[Records from a data source]
____________________
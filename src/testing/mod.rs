//! In-process HTTP testing helpers
//!
//! Drives an Axum router with `tower::ServiceExt::oneshot`, no server needed.
//! [`webhook`] builds a GitHub-style delivery and can sign it.
//!
//! # Example
//!
//! ```rust,ignore
//! use hubhook::testing;
//! use serde_json::json;
//!
//! #[tokio::test]
//! async fn test_push_is_acknowledged() {
//!     let app = build_app().into_test_router();
//!
//!     testing::webhook(app, "/webhooks/github")
//!         .event("push")
//!         .json_body(&json!({"ref": "refs/heads/main"}))
//!         .signed(b"topsecret")
//!         .execute()
//!         .await
//!         .assert_ok()
//!         .assert_json_path("status", json!("OK"))
//!         .await;
//! }
//! ```

mod scenario;

pub use scenario::{Scenario, ScenarioAssert, get, post, webhook};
____________________
Each line above must be retyped exactly.

filename src/testing/mod.rs
//! In-process HTTP testing helpers
//!
//! Drives an Axum router with `tower::ServiceExt::oneshot`, no server needed.
//! [`webhook`] builds a GitHub-style delivery and can sign it.
//!
//! # Example
//!
//! ```rust,ignore
//! use hubhook::testing;
//! use serde_json::json;
//!
//! #[tokio::test]
//! async fn test_push_is_acknowledged() {
//!     let app = build_app().into_test_router();
//!
//!     testing::webhook(app, "/webhooks/github")
//!         .event("push")
//!         .json_body(&json!({"ref": "refs/heads/main"}))
//!         .signed(b"topsecret")
//!         .execute()
//!         .await
//!         .assert_ok()
//!         .assert_json_path("status", json!("OK"))
//!         .await;
//! }
//! ```

mod scenario;

pub use scenario::{Scenario, ScenarioAssert, get, post, webhook};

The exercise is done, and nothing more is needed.